The Other Side of Privacy

After attending last week’s Federal Trade Commission online privacy roundtable, I struggled for several days to make some sense out of my notes and my own response to calls for new legislation to protect consumer privacy. The result was a 5,000 word article—too long for nearly anyone to read. More on that later.

Even as the issue of privacy continues to confound much brighter people than me, however, the related problem of securing the Internet has also been getting a great deal of attention. This is in part due to the widely-reported announcement from Google that its servers and the Gmail accounts of Chinese dissidents had been hacked, leading the company to threaten to leave China altogether if its government continues to censor search results.

Both John Markoff of the New York Times and Declan McCullagh of CBS Interactive have also been back on the beat, publishing some important stories on the state of American preparedness for cyberattacks (not well prepared, they conclude) and on the continued tension between privacy and law enforcement. See in particular Markoff’s stories on Jan. 26 and on Feb. 4th and McCullagh’s post on Feb. 3.

Markoff reports a consensus view that the U.S. does not have adequate defensive and deterrent capabilities to protect government and critical infrastructure from cyberattacks. Even worse, after years of effort and studies, the author of the most recent effort to craft a national strategy told him “We didn’t even come close.”

Markoff reports that Google has now asked the National Security Agency to investigate the attacks that led to its China announcement and the subsequent exchange of hostile diplomacy between the U.S. and China. Dennis C. Blair, director of the Office of National Intelligence, told Congress earlier this week that “Sensitive information is stolen every daily from both government and private-sector networks….”

That finding seems to be buttressed by findings in a new study sponsored by McAfee. As Elinor Mills of CNET reported, 90% of survey respondents from critical infrastructure providers in 14 countries acknowledged that their enterprises had been the victim of some kind of malware.
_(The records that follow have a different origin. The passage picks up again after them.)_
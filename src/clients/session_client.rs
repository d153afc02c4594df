use crate::clients::actor_client::ActorClient;
use crate::framework::{FrameworkError, ResourceClient};
use crate::model::{Session, SessionCreate};
use crate::session_actor::{SessionError, SessionView, UiEvent};
use async_trait::async_trait;
use tracing::{debug, instrument};

/// Client for interacting with the session actor.
#[derive(Clone)]
pub struct SessionClient {
    inner: ResourceClient<Session>,
}

impl SessionClient {
    pub fn new(inner: ResourceClient<Session>) -> Self {
        Self { inner }
    }

    /// Open a fresh session and return its id.
    #[instrument(skip(self))]
    pub async fn open_session(&self) -> Result<String, SessionError> {
        debug!("Sending request");
        self.inner
            .create(SessionCreate::default())
            .await
            .map_err(Self::map_error)
    }

    /// Apply one user event to the session and get back the snapshot to
    /// render.
    #[instrument(skip(self, event))]
    pub async fn apply(&self, id: String, event: UiEvent) -> Result<SessionView, SessionError> {
        debug!(?event, "Sending request");
        self.inner
            .perform_action(id, event)
            .await
            .map_err(Self::map_error)
    }
}

#[async_trait]
impl ActorClient<Session> for SessionClient {
    type Error = SessionError;

    fn inner(&self) -> &ResourceClient<Session> {
        &self.inner
    }

    fn map_error(e: FrameworkError) -> Self::Error {
        match e {
            FrameworkError::NotFound(id) => SessionError::NotFound(id),
            FrameworkError::Custom(msg) => SessionError::CatalogUnavailable(msg),
            other => SessionError::ActorCommunicationError(other.to_string()),
        }
    }
}
use crate::clients::{CatalogClient, SessionClient};
use crate::model::{seed_products, Product};
use tracing::{error, info};

/// The runtime orchestrator for the catalog application.
///
/// `CatalogSystem` is responsible for:
/// - **Lifecycle Management**: Starting and stopping all actors
/// - **Dependency Wiring**: Injecting the catalog client into the session actor
/// - **Seeding**: Installing the fixed startup catalog
///
/// # Architecture
///
/// Two actors make up the system:
/// - **Catalog Actor**: Owns the product store (insert, update, reads)
/// - **Session Actor**: Owns per-session UI state and handles user events,
///   calling into the catalog through its client
///
/// # Example
///
/// ```ignore
/// let system = CatalogSystem::new();
///
/// let session = system.session_client.open_session().await?;
/// let view = system.session_client.apply(session, UiEvent::Refresh).await?;
///
/// system.shutdown().await?;
/// ```
pub struct CatalogSystem {
    /// Client for interacting with the catalog actor
    pub catalog_client: CatalogClient,

    /// Client for interacting with the session actor
    pub session_client: SessionClient,

    /// Task handles for all running actors (used for graceful shutdown)
    handles: Vec<tokio::task::JoinHandle<()>>,
}

impl CatalogSystem {
    /// Creates and initializes a new `CatalogSystem` with all actors running
    /// and the store seeded.
    pub fn new() -> Self {
        Self::with_seed(seed_products())
    }

    /// Like [`CatalogSystem::new`] with a caller-chosen seed.
    pub fn with_seed(seed: Vec<Product>) -> Self {
        // 1. Create actors
        let (catalog_actor, catalog_client) = crate::catalog_actor::new(seed);
        let (session_actor, session_client) = crate::session_actor::new();

        // 2. Start actors with injected context.
        // The catalog has no dependencies (Context = ()).
        let catalog_handle = tokio::spawn(catalog_actor.run(()));

        // The session actor drives the catalog (Context = CatalogClient).
        let session_handle = tokio::spawn(session_actor.run(catalog_client.clone()));

        Self {
            catalog_client,
            session_client,
            handles: vec![catalog_handle, session_handle],
        }
    }

    /// Gracefully shuts down the entire system.
    ///
    /// Dropping the clients closes their channels; each actor drains its
    /// mailbox and exits its loop. Any panicked actor task surfaces as an
    /// error here.
    pub async fn shutdown(self) -> Result<(), String> {
        info!("Shutting down system...");

        // Close all channels by dropping clients. The session actor holds
        // its own clone of the catalog client as context; it drops when the
        // session loop exits, which in turn lets the catalog loop exit.
        drop(self.session_client);
        drop(self.catalog_client);

        for handle in self.handles {
            if let Err(e) = handle.await {
                error!("Actor task failed: {:?}", e);
                return Err(format!("Actor task failed: {:?}", e));
            }
        }

        info!("System shutdown complete.");
        Ok(())
    }
}

impl Default for CatalogSystem {
    fn default() -> Self {
        Self::new()
    }
}
//! Generic actor framework for resource management.
//!
//! This module provides the core building blocks for creating type-safe actor
//! systems that manage resource entities with CRUD operations, an ordered
//! collection listing, and custom actions.
//!
//! # Main Components
//!
//! - [`ActorEntity`] - Trait that resource types implement to be managed by actors
//! - [`ResourceActor`] - Generic actor that owns an ordered entity store
//! - [`ResourceClient`] - Type-safe handle for sending requests to an actor
//! - [`FrameworkError`] - Common error types
//!
//! # Testing
//!
//! See [`mock`] module for utilities to test clients without spawning full actors.

pub mod core;
pub mod mock;

// Re-export core types for convenience
pub use core::*;
//! The filter -> paginate pipeline.
//!
//! Pure functions from the full product list to the visible slice. Nothing
//! here caches or owns state; the pipeline is recomputed on every event.

use crate::model::Product;

/// Products shown per page.
pub const PAGE_SIZE: usize = 6;

/// The page-sized subset of the filtered list, ready to render.
#[derive(Debug, Clone, PartialEq)]
pub struct PageView {
    pub items: Vec<Product>,
    pub page: usize,
    pub total_pages: usize,
}

/// Total pages for `count` filtered products: ceil(count / PAGE_SIZE).
pub fn total_pages(count: usize) -> usize {
    count.div_ceil(PAGE_SIZE)
}

/// Case-insensitive substring filter on the product name. Empty text keeps
/// everything.
fn matches(product: &Product, search: &str) -> bool {
    product.name.to_lowercase().contains(&search.to_lowercase())
}

/// Derive the visible slice for a 1-based `page`.
///
/// A page past the end of the filtered list yields an empty slice; the page
/// number is carried through untouched, never clamped.
pub fn page_view(products: &[Product], search: &str, page: usize) -> PageView {
    let filtered: Vec<&Product> = products.iter().filter(|p| matches(p, search)).collect();
    let total_pages = total_pages(filtered.len());

    let start = (page.saturating_sub(1)) * PAGE_SIZE;
    let items = filtered
        .into_iter()
        .skip(start)
        .take(PAGE_SIZE)
        .cloned()
        .collect();

    PageView {
        items,
        page,
        total_pages,
    }
}

#[cfg(test)]
mod tests {
    use super::*;
    use crate::model::seed_products;

    fn numbered_products(count: usize) -> Vec<Product> {
        (1..=count as u64)
            .map(|i| Product::new(i, format!("Item {i}"), 100, "Misc", 1, ""))
            .collect()
    }

    #[test]
    fn empty_search_keeps_the_full_list() {
        let products = seed_products();
        let view = page_view(&products, "", 1);
        assert_eq!(view.items.len(), 5);
        assert_eq!(view.total_pages, 1);
    }

    #[test]
    fn filter_is_case_insensitive_substring_on_name() {
        let products = seed_products();
        let view = page_view(&products, "mouse", 1);
        assert_eq!(view.items.len(), 1);
        assert_eq!(view.items[0].name, "Wireless Mouse");

        let view = page_view(&products, "MOUSE", 1);
        assert_eq!(view.items.len(), 1);

        // Substring match, not prefix match.
        let view = page_view(&products, "chair", 1);
        assert_eq!(view.items[0].name, "Office Chair");

        let view = page_view(&products, "no such product", 1);
        assert!(view.items.is_empty());
        assert_eq!(view.total_pages, 0);
    }

    #[test]
    fn total_pages_is_ceil_of_count_over_page_size() {
        assert_eq!(total_pages(0), 0);
        assert_eq!(total_pages(1), 1);
        assert_eq!(total_pages(6), 1);
        assert_eq!(total_pages(7), 2);
        assert_eq!(total_pages(12), 2);
        assert_eq!(total_pages(13), 3);
    }

    #[test]
    fn concatenated_pages_reproduce_the_filtered_list_exactly_once() {
        let products = numbered_products(13);
        let pages = total_pages(products.len());
        assert_eq!(pages, 3);

        let mut seen = Vec::new();
        for page in 1..=pages {
            seen.extend(page_view(&products, "", page).items);
        }
        assert_eq!(seen, products);
    }

    #[test]
    fn page_past_the_end_is_empty_and_not_clamped() {
        let products = numbered_products(7);
        let view = page_view(&products, "", 5);
        assert!(view.items.is_empty());
        assert_eq!(view.page, 5);
        assert_eq!(view.total_pages, 2);
    }
}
Over 50% had experienced denial of service attacks.

These attacks and the lack of adequate defenses are leading companies and law enforcement agencies to work more closely, if only after the fact. But privacy advocates, including the Electronic Frontier Foundation and the Electronic Privacy Information Center, are concerned about increasingly cozy relations between major Internet service providers and law enforcement agencies including the NSA.

They are likely to become apoplectic, however, when they read McCullagh’s post. He reports that a federal task force is about to release survey results that suggest law enforcement agencies would like an easier interface to request customer data from cell phone carriers and rules that would require Internet companies to retain user data “for up to five years.” The interface would replace the time-consuming and expense paper warrant processes now necessary for investigators to gain access to customer records.
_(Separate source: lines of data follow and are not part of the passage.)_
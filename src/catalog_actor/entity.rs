//! Entity trait implementation for the Product domain type.
//!
//! Enables [`Product`] to be managed by the generic
//! [`ResourceActor`](crate::framework::ResourceActor): creation from a
//! validated payload and field-wise merge on update. The catalog needs no
//! custom actions; everything beyond insert/update is plain reads.

use crate::framework::ActorEntity;
use crate::model::{Product, ProductCreate, ProductId, ProductUpdate};
use async_trait::async_trait;

#[async_trait]
impl ActorEntity for Product {
    type Id = ProductId;
    type CreateParams = ProductCreate;
    type UpdateParams = ProductUpdate;
    type Action = ();
    type ActionResult = ();
    type Context = ();

    fn id(&self) -> &ProductId {
        &self.id
    }

    fn from_create_params(id: ProductId, params: ProductCreate) -> Result<Self, String> {
        Ok(Self::new(
            id,
            params.name,
            params.price,
            params.category,
            params.stock,
            params.description,
        ))
    }

    /// Merge present fields onto the record. The id never changes.
    async fn on_update(&mut self, update: ProductUpdate, _ctx: &()) -> Result<(), String> {
        if let Some(name) = update.name {
            self.name = name;
        }
        if let Some(price) = update.price {
            self.price = price;
        }
        if let Some(category) = update.category {
            self.category = category;
        }
        if let Some(stock) = update.stock {
            self.stock = stock;
        }
        if let Some(description) = update.description {
            self.description = description;
        }
        Ok(())
    }

    async fn handle_action(&mut self, _action: (), _ctx: &()) -> Result<(), String> {
        Ok(())
    }
}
Privacy advocates and law enforcement agencies are simply arguing past each other, with Internet companies trapped in the middle. Unmentioned at the FTC hearing—largely because law enforcement is out of the scope of the agency’s jurisdiction—is the legal whipsaw that Internet companies are currently facing. On the one hand, privacy and consumer regulators in the U.S., Europe and elsewhere are demanding that information collectors, including communications providers, search engines and social networking sites, purge personally-identifiable user data from their servers within 12 or even 6 months.

At the same time, law enforcement agencies of the very same governments are asking the same providers to retain the very same data in the interest of criminal investigations. Frank Kardasz, who conducted the law enforcement survey, wrote in 2009 that ISPs who do not keep records long enough “are the unwitting facilitators of Internet crimes against children.” Kardazs wants laws that “mandate data preservation and reporting,” perhaps as long as five years.

ISPs and other Internet companies are caught between a rock and a hard place. If they retain user data they are accused of violating the privacy interests of their consumers. If they purge it, they are accused of facilitating the worst kinds of crime. This privacy/security schizophrenia has led leading Internet companies to the unusual position of asking for new regulations, if only to make clear what it is governments want them to do.

The conflict becomes clear just by considering one lurid example (the favorite variety of privacy advocates on both sides) that was raised repeatedly at the FTC hearing last week. As long as service providers retain data, the audience was told, there is the potential for the perpetrators of domestic violence to piece together bits and pieces of that information to locate and continue to terrorize their victims. Complete anonymization and deletion, therefore, must be mandated.

But turn the same example around and you reach the opposite conclusion. While the victim of the crime is best protected by purging, capturing and prosecuting the perpetrator is easiest when all the information about his or her activities has been preserved. Permanent retention, therefore, must be mandated.

This paradox would be easily resolved, of course, if we knew in advance who was the victim and who was the perpetrator. But what to do in the real world?

For the most part, these and other sticky privacy-related problems are avoided by compartmentalizing the conversation—that is, by talking only about victims or only about perpetrators. As Homer Simpson once said, it’s easy to criticize, and fun too.

Unfortunately it doesn’t solve any problem, nor does it advance the discussion.